Outpatient treatment options
Currently the preferred treatment option for outpatient individuals with COVID-19 is Ritonavir-Boosted Nirmatrelvir (Paxlovid). Paxlovid can be administered to non-hospitalized pregnant and lactating patients. If a pregnant patient tests positive for COVID-19, obstetric care professionals should prescribe Paxlovid®. The dosage for Paxlovid is 300 mg nirmatrelvir (two 150 mg tablets) with 100 mg ritonavir (one 100 mg tablet), with all 3 tablets taken together twice daily for 5 days (FDA package insert). Treatment can be initiated in patients who are positive for COVID-19 or are highly suspected to be positive based on known exposure and symptoms.
Obstetrician-gynecologists and other obstetric care professionals should ensure the patient has no contraindications and should review any possible drug-drug interactions and how to handle them before prescribing Paxlovid. See NIH for more information on drug-drug interactions. If there is suspected or confirmed coinfection with influenza and COVID-19, both oseltamivir and Paxlovid® should be prescribed, and can be taken together. There are no clinically significant drug-drug interactions between the antiviral agents or immunomodulators that are used to prevent or treat COVID-19 and the antiviral agents that are used to treat influenza.

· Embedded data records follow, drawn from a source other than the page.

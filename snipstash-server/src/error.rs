//! HTTP error responses.

use axum::extract::rejection::JsonRejection;
use axum::http::StatusCode;
use axum::response::{IntoResponse, Response};
use axum::Json;
use serde_json::json;
use snipstash_core::{Missing, StoreError};
use thiserror::Error;

/// Errors a handler can answer with. Rendered as `{"error": "<message>"}`.
#[derive(Debug, Error)]
pub enum ApiError {
    /// 400: a required field is missing or the body isn't valid JSON
    #[error("{0}")]
    BadRequest(String),

    /// 404: nothing active for the owner or id
    #[error("{0}")]
    NotFound(&'static str),

    /// 401: admin key mismatch
    #[error("Unauthorized")]
    Unauthorized,

    /// 413: request body over the size limit
    #[error("{0}")]
    PayloadTooLarge(String),
}

impl ApiError {
    pub fn status(&self) -> StatusCode {
        match self {
            ApiError::BadRequest(_) => StatusCode::BAD_REQUEST,
            ApiError::NotFound(_) => StatusCode::NOT_FOUND,
            ApiError::Unauthorized => StatusCode::UNAUTHORIZED,
            ApiError::PayloadTooLarge(_) => StatusCode::PAYLOAD_TOO_LARGE,
        }
    }
}

impl From<StoreError> for ApiError {
    fn from(err: StoreError) -> Self {
        match err {
            StoreError::InvalidArgument(message) => ApiError::BadRequest(message),
            StoreError::NotFound(Missing::Owner) => ApiError::NotFound("No code found for this name"),
            StoreError::NotFound(Missing::ActiveSnippets) => {
                ApiError::NotFound("No active code found for this name")
            }
            StoreError::NotFound(Missing::Snippet) => ApiError::NotFound("Snippet not found or expired"),
        }
    }
}

impl From<JsonRejection> for ApiError {
    fn from(rejection: JsonRejection) -> Self {
        match rejection.status() {
            StatusCode::PAYLOAD_TOO_LARGE => ApiError::PayloadTooLarge(rejection.body_text()),
            _ => ApiError::BadRequest(rejection.body_text()),
        }
    }
}

impl IntoResponse for ApiError {
    fn into_response(self) -> Response {
        (self.status(), Json(json!({ "error": self.to_string() }))).into_response()
    }
}
use std::collections::VecDeque;

use crate::snippet::Snippet;

/// Maximum number of snippets kept per owner
pub const BUCKET_CAPACITY: usize = 10;

/// One owner's snippets, oldest first.
///
/// Never holds more than [`BUCKET_CAPACITY`] entries. The store removes a
/// bucket from its map as soon as it becomes empty.
#[derive(Debug, Default)]
pub(crate) struct OwnerBucket {
    snippets: VecDeque<Snippet>,
}

impl OwnerBucket {
    /// Appends a snippet and drops the oldest ones beyond the capacity.
    ///
    /// Returns the number of evicted snippets.
    pub(crate) fn push_bounded(&mut self, snippet: Snippet) -> usize {
        self.snippets.push_back(snippet);
        let mut evicted = 0;
        while self.snippets.len() > BUCKET_CAPACITY {
            self.snippets.pop_front();
            evicted += 1;
        }
        evicted
    }

    /// Removes every snippet expired at `now_ms`, keeping order.
    ///
    /// Returns the number of removed snippets.
    pub(crate) fn purge_expired(&mut self, now_ms: u64) -> usize {
        let before = self.snippets.len();
        self.snippets.retain(|snippet| !snippet.is_expired_at(now_ms));
        before - self.snippets.len()
    }

    /// Snippets still active at `now_ms`, without touching the bucket
    pub(crate) fn active_at(&self, now_ms: u64) -> impl Iterator<Item = &Snippet> {
        self.snippets
            .iter()
            .filter(move |snippet| !snippet.is_expired_at(now_ms))
    }

    pub(crate) fn find(&self, snippet_id: &str) -> Option<&Snippet> {
        self.snippets.iter().find(|snippet| snippet.id() == snippet_id)
    }

    pub(crate) fn iter(&self) -> impl Iterator<Item = &Snippet> {
        self.snippets.iter()
    }

    pub(crate) fn len(&self) -> usize {
        self.snippets.len()
    }

    pub(crate) fn is_empty(&self) -> bool {
        self.snippets.is_empty()
    }
}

For additional information on Paxlovid and other outpatient treatment options, see NIH’s Treatment Considerations for Pregnancy and Lactation.
Inpatient treatment options
Several treatment options are available for hospitalized pregnant patients. Recommendations for preferred treatment options for hospitalized individuals vary by disease severity and comorbidities. NIH outlines these options in their Treatment Considerations for Pregnancy and Lactation.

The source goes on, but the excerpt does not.